- WHAT IS REQUIRED -
Only one span of the listing below is wanted: the lines from the one with "let hosted = backend(&server);" through the one with "cache_session(temp.path(), &stale);", reproduced exactly, both ends kept.

- DATA LISTING -

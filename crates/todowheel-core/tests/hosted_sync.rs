//! Hosted storage against a mock row/auth service.

use std::path::Path;
use std::time::Duration;

use chrono::Utc;
use serde_json::json;
use tempfile::tempdir;
use todowheel_core::cli::Command;
use todowheel_core::commands::Workspace;
use todowheel_core::config::Config;
use todowheel_core::hosted::auth::{AuthUser, Authenticator};
use todowheel_core::hosted::{HostedBackend, HostedConfig};
use todowheel_core::mirror::WriteBehind;
use todowheel_core::render::Renderer;
use todowheel_core::snapshot::Snapshot;
use todowheel_core::store::{Backend, StoreError};
use todowheel_core::task::Task;
use uuid::Uuid;
use wiremock::matchers::{body_partial_json, header, method, path, query_param};
use wiremock::{Mock, MockServer, ResponseTemplate};

fn user() -> AuthUser {
    AuthUser {
        id: "u1".to_string(),
        email: Some("me@example.com".to_string()),
        access_token: "tok".to_string(),
        refresh_token: None,
        expires_at: None,
    }
}

fn backend(server: &MockServer) -> HostedBackend {
    let config = HostedConfig::new(server.uri(), "anon");
    HostedBackend::new(reqwest::Client::new(), &config, &user())
}

fn hosted_config(server: &MockServer) -> Config {
    let mut cfg = Config::default();
    cfg.apply_overrides([
        ("storage".to_string(), "hosted".to_string()),
        ("hosted.url".to_string(), server.uri()),
        ("hosted.anon_key".to_string(), "anon".to_string()),
    ]);
    cfg
}

fn cache_session(dir: &Path, user: &AuthUser) {
    let raw = serde_json::to_string(user).expect("encode session");
    std::fs::write(dir.join("session.json"), raw).expect("write session");
}

fn task(title: &str) -> Task {
    Task::new(Uuid::new_v4(), title.to_string(), "Work".to_string(), Utc::now())
}

#[tokio::test]
async fn sign_in_caches_the_session_for_later_invocations() {
    let server = MockServer::start().await;
    Mock::given(method("POST"))
        .and(path("/auth/v1/token"))
        .and(query_param("grant_type", "password"))
        .and(header("apikey", "anon"))
        .and(body_partial_json(json!({"email": "me@example.com", "password": "hunter2"})))
        .respond_with(ResponseTemplate::new(200).set_body_json(json!({
            "access_token": "tok",
            "token_type": "bearer",
            "expires_in": 3600,
            "refresh_token": "ref",
            "user": {"id": "u1", "email": "me@example.com"}
        })))
        .expect(1)
        .mount(&server)
        .await;

    let temp = tempdir().expect("tempdir");
    let config = HostedConfig::new(server.uri(), "anon");
    let mut auth = Authenticator::new(config.clone(), temp.path()).expect("authenticator");
    let signed_in = auth
        .sign_in("me@example.com", "hunter2")
        .await
        .expect("sign in")
        .clone();
    assert_eq!(signed_in.id, "u1");
    assert!(!auth.is_loading());
    assert!(temp.path().join("session.json").exists());

    let mut later = Authenticator::new(config, temp.path()).expect("authenticator");
    let restored = later.restore().expect("restore").cloned();
    assert_eq!(restored, Some(signed_in));
}

#[tokio::test]
async fn rejected_credentials_surface_the_status() {
    let server = MockServer::start().await;
    Mock::given(method("POST"))
        .and(path("/auth/v1/token"))
        .respond_with(
            ResponseTemplate::new(400).set_body_json(json!({"error": "invalid_grant"})),
        )
        .mount(&server)
        .await;

    let temp = tempdir().expect("tempdir");
    let mut auth = Authenticator::new(HostedConfig::new(server.uri(), "anon"), temp.path())
        .expect("authenticator");
    match auth.sign_in("me@example.com", "wrong").await {
        Err(StoreError::Status { status, body }) => {
            assert_eq!(status, 400);
            assert!(body.contains("invalid_grant"));
        }
        other => panic!("unexpected sign-in result: {other:?}"),
    }
    assert!(auth.current_user().is_none());
    assert!(!temp.path().join("session.json").exists());
}

#[tokio::test]
async fn load_splits_rows_into_active_and_newest_first_completed() {
    let server = MockServer::start().await;
    let active = Uuid::new_v4();
    let older = Uuid::new_v4();
    let newer = Uuid::new_v4();
    Mock::given(method("GET"))
        .and(path("/rest/v1/tasks"))
        .and(query_param("user_id", "eq.u1"))
        .and(header("authorization", "Bearer tok"))
        .respond_with(ResponseTemplate::new(200).set_body_json(json!([
            {
                "id": older, "title": "older", "goal": "Work", "completed": true,
                "created_at": "2026-03-01T09:00:00Z", "completed_at": "2026-03-02T09:00:00Z",
                "user_id": "u1"
            },
            {
                "id": active, "title": "Write report", "duration_minutes": 120,
                "duration_unit": "hours", "goal": "Work", "completed": false,
                "created_at": "2026-03-01T10:00:00Z", "completed_at": null, "user_id": "u1"
            },
            {
                "id": newer, "title": "newer", "goal": "Personal", "completed": true,
                "created_at": "2026-03-01T11:00:00Z", "completed_at": "2026-03-03T09:00:00Z",
                "user_id": "u1"
            }
        ])))
        .mount(&server)
        .await;
    Mock::given(method("GET"))
        .and(path("/rest/v1/goals"))
        .and(query_param("user_id", "eq.u1"))
        .respond_with(ResponseTemplate::new(200).set_body_json(json!([
            {"id": Uuid::new_v4(), "name": "Personal", "user_id": "u1"},
            {"id": Uuid::new_v4(), "name": "Work", "user_id": "u1"}
        ])))
        .mount(&server)
        .await;

    let snapshot = backend(&server).load().await.expect("load");
    assert_eq!(snapshot.tasks.len(), 1);
    assert_eq!(snapshot.tasks[0].id, active);
    assert_eq!(
        snapshot.tasks[0].duration.map(|d| d.to_string()).as_deref(),
        Some("2 hours")
    );
    let completed: Vec<Uuid> = snapshot.completed.iter().map(|task| task.id).collect();
    assert_eq!(completed, vec![newer, older]);
    assert_eq!(snapshot.goals, vec!["Personal", "Work"]);
}

#[tokio::test]
async fn completion_is_sent_as_a_single_upsert() {
    let server = MockServer::start().await;
    let todo = task("Write report");
    let done = todo.clone().into_completed(Utc::now());

    Mock::given(method("POST"))
        .and(path("/rest/v1/tasks"))
        .and(query_param("on_conflict", "id"))
        .and(header("prefer", "resolution=merge-duplicates,return=minimal"))
        .and(body_partial_json(json!([
            {"id": todo.id, "completed": true, "user_id": "u1"}
        ])))
        .respond_with(ResponseTemplate::new(201))
        .expect(1)
        .mount(&server)
        .await;
    Mock::given(method("DELETE"))
        .and(path("/rest/v1/tasks"))
        .respond_with(ResponseTemplate::new(204))
        .expect(0)
        .mount(&server)
        .await;

    let previous = Snapshot {
        tasks: vec![todo],
        ..Snapshot::default()
    };
    let mut mirror = WriteBehind::new(previous, Duration::ZERO);
    mirror.observe(
        Snapshot {
            completed: vec![done],
            ..Snapshot::default()
        },
        std::time::Instant::now(),
    );
    mirror.flush(&backend(&server)).await.expect("flush");
    assert!(!mirror.has_pending());
}

#[tokio::test]
async fn deletions_and_new_goals_are_sent_as_deltas() {
    let server = MockServer::start().await;
    let gone = task("gone");
    let kept = task("kept");

    Mock::given(method("DELETE"))
        .and(path("/rest/v1/tasks"))
        .and(query_param("user_id", "eq.u1"))
        .and(query_param("id", format!("in.({})", gone.id)))
        .respond_with(ResponseTemplate::new(204))
        .expect(1)
        .mount(&server)
        .await;
    Mock::given(method("POST"))
        .and(path("/rest/v1/tasks"))
        .respond_with(ResponseTemplate::new(201))
        .expect(0)
        .mount(&server)
        .await;
    Mock::given(method("POST"))
        .and(path("/rest/v1/goals"))
        .and(query_param("on_conflict", "user_id,name"))
        .and(body_partial_json(json!([{"name": "Fitness", "user_id": "u1"}])))
        .respond_with(ResponseTemplate::new(201))
        .expect(1)
        .mount(&server)
        .await;

    let previous = Snapshot {
        tasks: vec![gone, kept.clone()],
        goals: vec!["Work".to_string()],
        completed: vec![],
    };
    let mut mirror = WriteBehind::new(previous, Duration::ZERO);
    mirror.observe(
        Snapshot {
            tasks: vec![kept],
            goals: vec!["Work".to_string(), "Fitness".to_string()],
            completed: vec![],
        },
        std::time::Instant::now(),
    );
    mirror.flush(&backend(&server)).await.expect("flush");
}

#[tokio::test]
async fn server_errors_keep_the_batch_for_the_next_flush() {
    let server = MockServer::start().await;
    Mock::given(method("POST"))
        .and(path("/rest/v1/tasks"))
        .respond_with(ResponseTemplate::new(503))
        .up_to_n_times(1)
        .mount(&server)
        .await;
    Mock::given(method("POST"))
        .and(path("/rest/v1/tasks"))
        .respond_with(ResponseTemplate::new(201))
        .expect(1)
        .mount(&server)
        .await;

    let mut mirror = WriteBehind::new(Snapshot::default(), Duration::ZERO);
    mirror.observe(
        Snapshot {
            tasks: vec![task("retry me")],
            ..Snapshot::default()
        },
        std::time::Instant::now(),
    );
    let hosted = backend(&server);

    let err = mirror.flush(&hosted).await.expect_err("first flush fails");
    assert!(err.is_transient());
    assert!(mirror.has_pending());

    mirror.flush(&hosted).await.expect("second flush");
    assert!(!mirror.has_pending());
}

#[tokio::test]
async fn signed_out_workspace_only_accepts_account_commands() {
    let server = MockServer::start().await;
    let temp = tempdir().expect("tempdir");
    let cfg = hosted_config(&server);

    let mut ws = Workspace::open(cfg, temp.path().to_path_buf(), Renderer::plain())
        .await
        .expect("open hosted workspace");
    assert!(ws.session().is_none());

    let mut out = Vec::new();
    let err = ws
        .execute(Command::List { goal: None }, &mut out)
        .await
        .expect_err("list needs a user");
    assert!(err.to_string().contains("not signed in"));

    ws.execute(Command::Whoami, &mut out).await.expect("whoami");
    let text = String::from_utf8(out).expect("utf8");
    assert!(text.contains("not signed in"));
}

#[tokio::test]
async fn rejected_cached_session_leaves_the_workspace_signed_out() {
    let server = MockServer::start().await;
    Mock::given(method("GET"))
        .and(path("/rest/v1/tasks"))
        .and(header("authorization", "Bearer stale"))
        .respond_with(
            ResponseTemplate::new(401).set_body_json(json!({"message": "JWT expired"})),
        )
        .mount(&server)
        .await;
    Mock::given(method("GET"))
        .and(path("/rest/v1/goals"))
        .respond_with(ResponseTemplate::new(401))
        .mount(&server)
        .await;

    let temp = tempdir().expect("tempdir");
    let stale = AuthUser {
        access_token: "stale".to_string(),
        ..user()
    };
    cache_session(temp.path(), &stale);

    let cfg = hosted_config(&server);
    let mut ws = Workspace::open(cfg, temp.path().to_path_buf(), Renderer::plain())
        .await
        .expect("a rejected token does not block the workspace");
    assert!(ws.session().is_none());
    assert!(!temp.path().join("session.json").exists());

    let mut out = Vec::new();
    ws.execute(Command::Whoami, &mut out).await.expect("whoami");
    let text = String::from_utf8(out).expect("utf8");
    assert!(text.contains("not signed in"));
}

#[tokio::test]
async fn fresh_hosted_account_starts_with_default_goals() {
    let server = MockServer::start().await;
    Mock::given(method("GET"))
        .and(path("/rest/v1/tasks"))
        .respond_with(ResponseTemplate::new(200).set_body_json(json!([])))
        .mount(&server)
        .await;
    Mock::given(method("GET"))
        .and(path("/rest/v1/goals"))
        .respond_with(ResponseTemplate::new(200).set_body_json(json!([])))
        .mount(&server)
        .await;
    Mock::given(method("POST"))
        .and(path("/rest/v1/goals"))
        .and(query_param("on_conflict", "user_id,name"))
        .and(body_partial_json(json!([
            {"name": "Personal", "user_id": "u1"},
            {"name": "Work", "user_id": "u1"}
        ])))
        .respond_with(ResponseTemplate::new(201))
        .expect(1)
        .mount(&server)
        .await;

    let temp = tempdir().expect("tempdir");
    cache_session(temp.path(), &user());

    let cfg = hosted_config(&server);
    let mut ws = Workspace::open(cfg, temp.path().to_path_buf(), Renderer::plain())
        .await
        .expect("open hosted workspace");
    let session = ws.session().expect("signed in");
    assert_eq!(session.state().goals().labels(), ["Personal", "Work"]);
    assert!(session.has_pending());

    ws.flush().await.expect("flush seeded goals");
    assert!(!ws.session().expect("signed in").has_pending());
}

- SOLUTION TO THIS PROBLEM -
    let hosted = backend(&server);

    let err = mirror.flush(&hosted).await.expect_err("first flush fails");
    assert!(err.is_transient());
    assert!(mirror.has_pending());

    mirror.flush(&hosted).await.expect("second flush");
    assert!(!mirror.has_pending());
}

#[tokio::test]
async fn signed_out_workspace_only_accepts_account_commands() {
    let server = MockServer::start().await;
    let temp = tempdir().expect("tempdir");
    let cfg = hosted_config(&server);

    let mut ws = Workspace::open(cfg, temp.path().to_path_buf(), Renderer::plain())
        .await
        .expect("open hosted workspace");
    assert!(ws.session().is_none());

    let mut out = Vec::new();
    let err = ws
        .execute(Command::List { goal: None }, &mut out)
        .await
        .expect_err("list needs a user");
    assert!(err.to_string().contains("not signed in"));

    ws.execute(Command::Whoami, &mut out).await.expect("whoami");
    let text = String::from_utf8(out).expect("utf8");
    assert!(text.contains("not signed in"));
}

#[tokio::test]
async fn rejected_cached_session_leaves_the_workspace_signed_out() {
    let server = MockServer::start().await;
    Mock::given(method("GET"))
        .and(path("/rest/v1/tasks"))
        .and(header("authorization", "Bearer stale"))
        .respond_with(
            ResponseTemplate::new(401).set_body_json(json!({"message": "JWT expired"})),
        )
        .mount(&server)
        .await;
    Mock::given(method("GET"))
        .and(path("/rest/v1/goals"))
        .respond_with(ResponseTemplate::new(401))
        .mount(&server)
        .await;

    let temp = tempdir().expect("tempdir");
    let stale = AuthUser {
        access_token: "stale".to_string(),
        ..user()
    };
    cache_session(temp.path(), &stale);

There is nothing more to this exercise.